Records drawn from a dataset
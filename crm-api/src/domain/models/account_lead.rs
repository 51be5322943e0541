use serde::{Deserialize, Serialize};
use time::{macros::format_description, Date};

use super::{OneOrMany, RelationRef};

/// End date the record store reports for date fields that were never set.
pub const ZERO_DATE: &str = "0001-01-01 00:00:00Z";

pub const NO_LEAD_NAME: &str = "no name";
pub const NO_ACCOUNT_NAME: &str = "no company";
pub const NO_ACCOUNT_TYPE: &str = "no type";

/// Whether an end date leaves the relation active.
pub fn is_open_end_date(end_date: Option<&str>) -> bool {
    match end_date.map(str::trim) {
        None => true,
        Some(value) => value.is_empty() || value == "null" || value == ZERO_DATE,
    }
}

/// Body of a request assigning a lead to an account.
#[derive(Debug, Clone, Default, Deserialize)]
pub struct NewAccountLeadRequest {
    pub account_id: Option<String>,
    pub lead_id: Option<String>,
    pub start_date: Option<String>,
    pub end_date: Option<String>,
    pub notes: Option<String>,
}

/// Payload forwarded to the store when creating a relation.
#[derive(Debug, Clone, PartialEq, Serialize)]
pub struct NewAccountLead {
    pub account_id: Option<String>,
    pub lead_id: Option<String>,
    pub start_date: String,
    pub notes: String,
    #[serde(skip_serializing_if = "Option::is_none")]
    pub end_date: Option<String>,
}

impl NewAccountLeadRequest {
    /// Fill in defaults: start today, empty notes, and drop blank end dates.
    pub fn into_new(self, today: Date) -> NewAccountLead {
        let start_date = self
            .start_date
            .filter(|date| !date.trim().is_empty())
            .unwrap_or_else(|| today.to_string());
        let end_date = self.end_date.filter(|date| {
            let date = date.trim();
            !date.is_empty() && date != "null"
        });

        NewAccountLead {
            account_id: self.account_id,
            lead_id: self.lead_id,
            start_date,
            notes: self.notes.unwrap_or_default(),
            end_date,
        }
    }
}

/// Fields forwarded when replacing a relation.
#[derive(Debug, Clone, Default, PartialEq, Serialize, Deserialize)]
pub struct AccountLeadFields {
    pub account_id: Option<String>,
    pub lead_id: Option<String>,
    pub start_date: Option<String>,
    pub end_date: Option<String>,
    pub notes: Option<String>,
}

/// Partial relation update, e.g. closing it with `{"end_date": "2025-01-31"}`
/// or reopening it with `{"end_date": null}`.
#[derive(Debug, Clone, Default, PartialEq, Serialize, Deserialize)]
pub struct AccountLeadPatch {
    #[serde(
        default,
        skip_serializing_if = "Option::is_none",
        with = "::serde_with::rust::double_option"
    )]
    pub account_id: Option<Option<String>>,
    #[serde(
        default,
        skip_serializing_if = "Option::is_none",
        with = "::serde_with::rust::double_option"
    )]
    pub lead_id: Option<Option<String>>,
    #[serde(
        default,
        skip_serializing_if = "Option::is_none",
        with = "::serde_with::rust::double_option"
    )]
    pub start_date: Option<Option<String>>,
    #[serde(
        default,
        skip_serializing_if = "Option::is_none",
        with = "::serde_with::rust::double_option"
    )]
    pub end_date: Option<Option<String>>,
    #[serde(
        default,
        skip_serializing_if = "Option::is_none",
        with = "::serde_with::rust::double_option"
    )]
    pub notes: Option<Option<String>>,
}

/// Typed view of a stored relation, with optional expansions.
#[derive(Debug, Clone, Default, Deserialize)]
pub struct AccountLead {
    pub id: String,
    #[serde(default)]
    pub account_id: Option<RelationRef>,
    #[serde(default)]
    pub lead_id: Option<RelationRef>,
    #[serde(default)]
    pub start_date: Option<String>,
    #[serde(default)]
    pub end_date: Option<String>,
    #[serde(default)]
    pub expand: Option<AccountLeadExpand>,
}

#[derive(Debug, Clone, Default, Deserialize)]
pub struct AccountLeadExpand {
    #[serde(default)]
    pub account_id: Option<OneOrMany<ExpandedAccount>>,
    #[serde(default)]
    pub lead_id: Option<OneOrMany<NamedRecord>>,
}

#[derive(Debug, Clone, Default, Deserialize)]
pub struct ExpandedAccount {
    #[serde(default)]
    pub name: Option<String>,
    #[serde(default)]
    pub expand: Option<AccountExpand>,
}

#[derive(Debug, Clone, Default, Deserialize)]
pub struct AccountExpand {
    #[serde(default)]
    pub type_id: Option<OneOrMany<NamedRecord>>,
}

#[derive(Debug, Clone, Default, Deserialize)]
pub struct NamedRecord {
    #[serde(default)]
    pub name: Option<String>,
}

impl AccountLead {
    /// Active relation between this account and lead.
    pub fn is_active_between(&self, account_id: &str, lead_id: &str) -> bool {
        let same_account = self
            .account_id
            .as_ref()
            .is_some_and(|r| r.references(account_id));
        let same_lead = self
            .lead_id
            .as_ref()
            .is_some_and(|r| r.references(lead_id));

        same_account && same_lead && is_open_end_date(self.end_date.as_deref())
    }

    /// Start date parsed from its leading `YYYY-MM-DD`, if any.
    pub fn start(&self) -> Option<Date> {
        let raw = self.start_date.as_deref()?.trim();
        let day = raw.get(..10)?;
        Date::parse(day, format_description!("[year]-[month]-[day]")).ok()
    }

    /// Flatten into a summary, using placeholders for missing expansions.
    pub fn summarize(&self) -> RecentAccountLead {
        let expand = self.expand.as_ref();
        let account = expand
            .and_then(|e| e.account_id.as_ref())
            .and_then(OneOrMany::first);

        let lead_name = expand
            .and_then(|e| e.lead_id.as_ref())
            .and_then(OneOrMany::first)
            .and_then(|lead| non_empty(lead.name.as_deref()));
        let account_name = account.and_then(|a| non_empty(a.name.as_deref()));
        let account_type = account
            .and_then(|a| a.expand.as_ref())
            .and_then(|e| e.type_id.as_ref())
            .and_then(OneOrMany::first)
            .and_then(|t| non_empty(t.name.as_deref()));

        RecentAccountLead {
            id: self.id.clone(),
            start_date: self.start_date.clone().unwrap_or_default(),
            lead_name: lead_name.unwrap_or(NO_LEAD_NAME).to_string(),
            account_name: account_name.unwrap_or(NO_ACCOUNT_NAME).to_string(),
            account_type: account_type.unwrap_or(NO_ACCOUNT_TYPE).to_string(),
        }
    }
}

fn non_empty(value: Option<&str>) -> Option<&str> {
    value.filter(|v| !v.trim().is_empty())
}

/// Flattened relation for the "recent assignments" view.
#[derive(Debug, Clone, PartialEq, Eq)]
pub struct RecentAccountLead {
    pub id: String,
    pub start_date: String,
    pub lead_name: String,
    pub account_name: String,
    pub account_type: String,
}

/// Relations starting in the same calendar month and year as `today`.
///
/// Relations without a parseable start date are skipped.
pub fn recent_account_leads(relations: &[AccountLead], today: Date) -> Vec<RecentAccountLead> {
    relations
        .iter()
        .filter(|relation| match relation.start() {
            Some(start) => start.year() == today.year() && start.month() == today.month(),
            None => {
                tracing::debug!(id = %relation.id, "skipping relation without start date");
                false
            }
        })
        .map(AccountLead::summarize)
        .collect()
}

Instructions to follow
Reproduce the records above line by line, without any change, up to and including the line that holds "creating a relation.".

Written reply
filename crm-api/src/domain/models/account_lead.rs
repository 51be5322943e0541
use serde::{Deserialize, Serialize};
use time::{macros::format_description, Date};

use super::{OneOrMany, RelationRef};

/// End date the record store reports for date fields that were never set.
pub const ZERO_DATE: &str = "0001-01-01 00:00:00Z";

pub const NO_LEAD_NAME: &str = "no name";
pub const NO_ACCOUNT_NAME: &str = "no company";
pub const NO_ACCOUNT_TYPE: &str = "no type";

/// Whether an end date leaves the relation active.
pub fn is_open_end_date(end_date: Option<&str>) -> bool {
    match end_date.map(str::trim) {
        None => true,
        Some(value) => value.is_empty() || value == "null" || value == ZERO_DATE,
    }
}

/// Body of a request assigning a lead to an account.
#[derive(Debug, Clone, Default, Deserialize)]
pub struct NewAccountLeadRequest {
    pub account_id: Option<String>,
    pub lead_id: Option<String>,
    pub start_date: Option<String>,
    pub end_date: Option<String>,
    pub notes: Option<String>,
}

/// Payload forwarded to the store when creating a relation.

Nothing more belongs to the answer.